Yesterday, the EC did issue a communiqué on the current state of the Digital Agenda and the Single Market. In it, commissioners recommended that the EC issue a report by the end of 2012 on how it can better address the issue of intellectual property violations.
But the Commission's communiqué approached the issue of patent and copyright reform in pretty much the way its US congressional counterparts have done the last decade: by avoiding any mention of it. That brought criticism today from a source where you'd normally expect to find support: the continent-wide policy advocacy group Euractiv Network. In an open letter to Comm. Kroes today, Euractiv suggested that the omission might be intentional, as a concession to stakeholders in the present system that continues to benefit some countries and their recording industries just nicely, thank you.
The Commission suggests improved governance and transparency of collective rights management, while in fact the EU lacks the mechanism used by Google and other content providers, which cut deals with copyright holders so that people can today download content legally from YouTube and other sites.

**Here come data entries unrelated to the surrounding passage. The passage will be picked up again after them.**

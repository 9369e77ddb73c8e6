use migration::{Migrator, MigratorTrait};
use sea_orm::{ConnectionTrait, Database, DatabaseConnection, Statement};
use tracing::debug;

const PRAGMAS: &[&str] = &[
    "PRAGMA journal_mode=WAL",
    "PRAGMA synchronous=NORMAL",
    "PRAGMA cache_size=-64000",
    "PRAGMA foreign_keys=ON",
];

pub async fn connect_and_migrate(database_url: &str) -> anyhow::Result<DatabaseConnection> {
    let db = Database::connect(database_url).await?;

    for pragma in PRAGMAS {
        db.execute(Statement::from_string(db.get_database_backend(), pragma.to_string())).await?;
    }

    Migrator::up(&db, None).await?;
    debug!(database_url = %database_url, "database ready");
    Ok(db)
}
use serde::Serialize;
use tracing::{debug, error, info, warn};

use crate::{
    clean::{clean_bytes, clean_field},
    error::EnrichError,
    links::links,
    matcher::Matcher,
    merge::{Merged, merge},
    models::{Candidate, Movie},
    normalize::normalize_title,
    overrides::OverrideTable,
    sources::SourceConnector,
    store::{MovieStore, RawText, TextFields, is_connection_loss},
};

#[derive(Clone, Copy, Debug, PartialEq, Eq)]
pub enum Selection {
    All,
    NeedsEnrichment,
    One(i32),
}

#[derive(Clone, Debug, Default, PartialEq, Eq, Serialize)]
pub struct EnrichReport {
    pub repaired: usize,
    pub processed: usize,
    pub updated: usize,
    pub unchanged: usize,
    pub unmatched: usize,
    pub failed: usize,
}

#[derive(Debug, PartialEq, Eq)]
enum Outcome {
    Updated,
    Unchanged,
    Unmatched,
}

pub struct Enricher {
    store: MovieStore,
    connectors: Vec<Box<dyn SourceConnector>>,
    matcher: Matcher,
    overrides: OverrideTable,
    force_ids: bool,
}

impl Enricher {
    pub fn new(
        store: MovieStore,
        connectors: Vec<Box<dyn SourceConnector>>,
        matcher: Matcher,
        overrides: OverrideTable,
    ) -> Self {
        Self { store, connectors, matcher, overrides, force_ids: false }
    }

    pub fn force_ids(mut self, force: bool) -> Self {
        self.force_ids = force;
        self
    }

    /// Enriches the selected movies one at a time. A failing record is logged
    /// and skipped; losing the store connection stops the batch.
    pub async fn run(&self, selection: Selection) -> anyhow::Result<EnrichReport> {
        let repaired = repair_malformed(&self.store).await?;

        let movies = match selection {
            Selection::All => self.store.list_movies().await?,
            Selection::NeedsEnrichment => {
                let all = self.store.list_movies().await?;
                all.into_iter().filter(|m| self.is_pending(m)).collect()
            },
            Selection::One(id) => match self.store.get(id).await? {
                Some(movie) => vec![movie],
                None => anyhow::bail!("movie {id} not found"),
            },
        };

        info!(
            total = movies.len(),
            sources = self.connectors.len(),
            overrides = self.overrides.len(),
            "starting enrichment"
        );

        let mut report = EnrichReport { repaired, ..Default::default() };
        for movie in movies {
            report.processed += 1;
            debug!(movie_id = movie.id, title = %movie.title_en, "enriching movie");

            match self.enrich_one(&movie).await {
                Ok(Outcome::Updated) => report.updated += 1,
                Ok(Outcome::Unchanged) => report.unchanged += 1,
                Ok(Outcome::Unmatched) => report.unmatched += 1,
                Err(err) if err.is_fatal() => {
                    error!(movie_id = movie.id, error = %err, "store connection lost, stopping batch");
                    return Err(anyhow::Error::new(err)
                        .context(format!("enrichment aborted after {} movies", report.processed)));
                },
                Err(err) => {
                    warn!(movie_id = movie.id, error = %err, "failed to enrich movie");
                    report.failed += 1;
                },
            }
        }

        info!(?report, "enrichment finished");
        Ok(report)
    }

    fn is_pending(&self, movie: &Movie) -> bool {
        movie.needs_enrichment()
            || self.overrides.get(movie.id).is_some_and(|o| o.differs_from(movie))
    }

    async fn enrich_one(&self, movie: &Movie) -> Result<Outcome, EnrichError> {
        let external = self.resolve(movie).await;
        let over = self.overrides.get(movie.id);

        let Merged { movie: merged, conflicts } =
            merge(movie, external.as_ref(), over, self.force_ids);
        for conflict in &conflicts {
            warn!(movie_id = movie.id, error = %conflict, "keeping stored value");
        }

        let finalized = finalize(merged);
        if finalized == *movie {
            return Ok(if external.is_some() { Outcome::Unchanged } else { Outcome::Unmatched });
        }

        self.store.upsert(&finalized).await?;
        debug!(movie_id = movie.id, matched = external.is_some(), "movie updated");
        Ok(Outcome::Updated)
    }

    async fn resolve(&self, movie: &Movie) -> Option<Candidate> {
        for connector in &self.connectors {
            match connector.lookup(movie).await {
                Ok(Some(found)) => {
                    debug!(movie_id = movie.id, source = %connector.source(), "found by stored id");
                    return Some(found);
                },
                Ok(None) => {},
                Err(e) => {
                    let err = e.into_enrich(connector.source());
                    warn!(movie_id = movie.id, error = %err, "lookup by stored id failed");
                },
            }
        }

        let normalized = normalize_title(&movie.title_en);
        if normalized.title.is_empty() {
            debug!(movie_id = movie.id, title = %movie.title_en, "title is only boilerplate, skipping");
            return None;
        }
        let year = movie.year.or(normalized.year);

        let mut candidates = Vec::new();
        for connector in &self.connectors {
            candidates.extend(search_variants(connector.as_ref(), &normalized.title, year).await);
        }

        let Some(selected) = self.matcher.select(&normalized.title, year, &candidates) else {
            debug!(
                movie_id = movie.id,
                title = %normalized.title,
                candidates = candidates.len(),
                error = %EnrichError::NoMatch,
                "leaving movie for the next run"
            );
            return None;
        };
        debug!(
            movie_id = movie.id,
            source = %selected.source,
            external_id = ?selected.external_id(),
            "matched candidate"
        );

        let Some(connector) = self.connectors.iter().find(|c| c.source() == selected.source)
        else {
            return Some(selected.clone());
        };
        match connector.hydrate(selected.clone()).await {
            Ok(hydrated) => Some(hydrated),
            Err(e) => {
                let err = e.into_enrich(selected.source);
                warn!(movie_id = movie.id, error = %err, "detail fetch failed, using search data");
                Some(selected.clone())
            },
        }
    }
}

// With a year first, then without it if that found nothing.
async fn search_variants(
    connector: &dyn SourceConnector,
    title: &str,
    year: Option<i32>,
) -> Vec<Candidate> {
    let mut variants = vec![year];
    if year.is_some() {
        variants.push(None);
    }

    for year in variants {
        match connector.search(title, year).await {
            Ok(found) if !found.is_empty() => return found,
            Ok(_) => {},
            Err(e) => {
                let err = e.into_enrich(connector.source());
                warn!(title = %title, error = %err, "treating source as having no candidates");
                return Vec::new();
            },
        }
    }
    Vec::new()
}

/// Cleans the text fields and regenerates the search links.
pub fn finalize(mut movie: Movie) -> Movie {
    movie.title_cn = clean_field(movie.title_cn.as_deref());
    movie.overview_en = clean_field(movie.overview_en.as_deref());
    movie.overview_cn = clean_field(movie.overview_cn.as_deref());
    movie.director = clean_field(movie.director.as_deref());
    movie.director_cn = clean_field(movie.director_cn.as_deref());

    (movie.letterboxd_url, movie.douban_url) = movie_links(&movie);
    movie
}

// Both empty when the title is nothing but boilerplate.
fn movie_links(movie: &Movie) -> (Option<String>, Option<String>) {
    match links(&normalize_title(&movie.title_en).title) {
        Some(l) => (Some(l.letterboxd_url), Some(l.douban_url)),
        None => (None, None),
    }
}

struct Decoded {
    text: TextFields,
    changed: bool,
    malformed: bool,
}

/// Decodes the stored text bytes of one row. `tidy` also runs the cleaner;
/// the English title is only ever repaired, never cleaned.
fn decode_row(raw: &RawText, tidy: bool) -> Decoded {
    let mut changed = false;
    let mut malformed = false;
    let report_malformed = |field: &'static str| {
        let err = EnrichError::MalformedText { field };
        debug!(movie_id = raw.id, error = %err, "replacing invalid bytes");
    };

    let title_en = std::str::from_utf8(&raw.title_en).is_err().then(|| {
        report_malformed("title_en");
        String::from_utf8_lossy(&raw.title_en).into_owned()
    });
    if title_en.is_some() {
        changed = true;
        malformed = true;
    }

    let mut field = |name: &'static str, bytes: &Option<Vec<u8>>| -> Option<String> {
        let bytes = bytes.as_deref()?;
        if std::str::from_utf8(bytes).is_err() {
            malformed = true;
            report_malformed(name);
        }
        let text = if tidy {
            Some(clean_bytes(bytes)).filter(|s| !s.is_empty())
        } else {
            Some(String::from_utf8_lossy(bytes).into_owned())
        };
        if text.as_deref().map(str::as_bytes) != Some(bytes) {
            changed = true;
        }
        text
    };

    let text = TextFields {
        title_en,
        title_cn: field("title_cn", &raw.title_cn),
        overview_en: field("overview_en", &raw.overview_en),
        overview_cn: field("overview_cn", &raw.overview_cn),
        director: field("director", &raw.director),
        director_cn: field("director_cn", &raw.director_cn),
    };
    Decoded { text, changed, malformed }
}

/// Rewrites rows holding invalid UTF-8 with U+FFFD so the batch can load them.
async fn repair_malformed(store: &MovieStore) -> anyhow::Result<usize> {
    let mut repaired = 0;
    for raw in store.raw_text().await? {
        let decoded = decode_row(&raw, false);
        if !decoded.malformed {
            continue;
        }
        match store.update_text(raw.id, &decoded.text).await {
            Ok(()) => repaired += 1,
            Err(e) if is_connection_loss(&e) => return Err(e.into()),
            Err(e) => warn!(movie_id = raw.id, error = %e, "failed to repair malformed text"),
        }
    }
    if repaired > 0 {
        info!(repaired, "repaired malformed text");
    }
    Ok(repaired)
}

#[derive(Clone, Debug, Default, PartialEq, Eq, Serialize)]
pub struct CleanReport {
    pub scanned: usize,
    pub updated: usize,
    pub malformed: usize,
}

/// Re-cleans every stored text field, repairing invalid UTF-8 on the way.
pub async fn clean_stored_text(store: &MovieStore) -> anyhow::Result<CleanReport> {
    let mut report = CleanReport::default();

    for raw in store.raw_text().await? {
        report.scanned += 1;
        let decoded = decode_row(&raw, true);
        if decoded.malformed {
            report.malformed += 1;
        }
        if decoded.changed {
            store.update_text(raw.id, &decoded.text).await?;
            report.updated += 1;
        }
    }

    info!(?report, "text cleanup finished");
    Ok(report)
}

/// Rewrites the Letterboxd and Douban links of every movie from its title.
pub async fn regenerate_links(store: &MovieStore) -> anyhow::Result<usize> {
    let mut updated = 0;
    for movie in store.list_movies().await? {
        let (letterboxd, douban) = movie_links(&movie);
        if letterboxd == movie.letterboxd_url && douban == movie.douban_url {
            continue;
        }
        store.update_links(movie.id, letterboxd, douban).await?;
        updated += 1;
    }
    info!(updated, "links regenerated");
    Ok(updated)
}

The copyright holders in most if not all EU member states have built a system which corrupts government officials, spreads false information about so-called piracy, and encourages the inclusion of these countries in the US Trade Representative's Special 301 Report.This problem is not addressed in the Digital Agenda.
Furthermore, the Agenda claims "Europe needs to push ahead with the creation, production and distribution (on all platforms) of digital content" -- which is trying to solve a problem with administrative measures, rather than letting the market solve it. The conclusion that solving the problem requires "innovative business models, through which content would be accessed and paid for in many different ways" shows that the Commission still believes in the old, analogue model of dealing with copyright.
The models exist and are there: it is the copyright holders who don't want the new digital deal.
Euractiv goes on to suggest that a 100 Mbps goal by 2020 is not ambitious enough, and may actually be yet another concession -- this time to those who would block entrepreneurial investment in fiber-to-the-home (FTTH) buildouts capable of as much as 1 Gbps.
While Euractiv is smelling smoke, however, Europe is busy putting out fires, including those caused by the recent friction between France and Germany over how to address the Greece issue -- although both would exclude the EC from involvement. In a Financial Times editorial Tuesday, Charles Grant suggests the fragmentation these countries are causing endangers the entire Single Market plan: "In Paris, and even more in Berlin, there is growing contempt for the Commission. They accuse it of interfering in too many areas and of failing to lead during the crisis. The Commission responds that policing competition policy upsets big EU members and that they do not want it to lead. The Commission's job is to promote the wider European interest, so the weaker it becomes, the greater the risk of the single market fragmenting."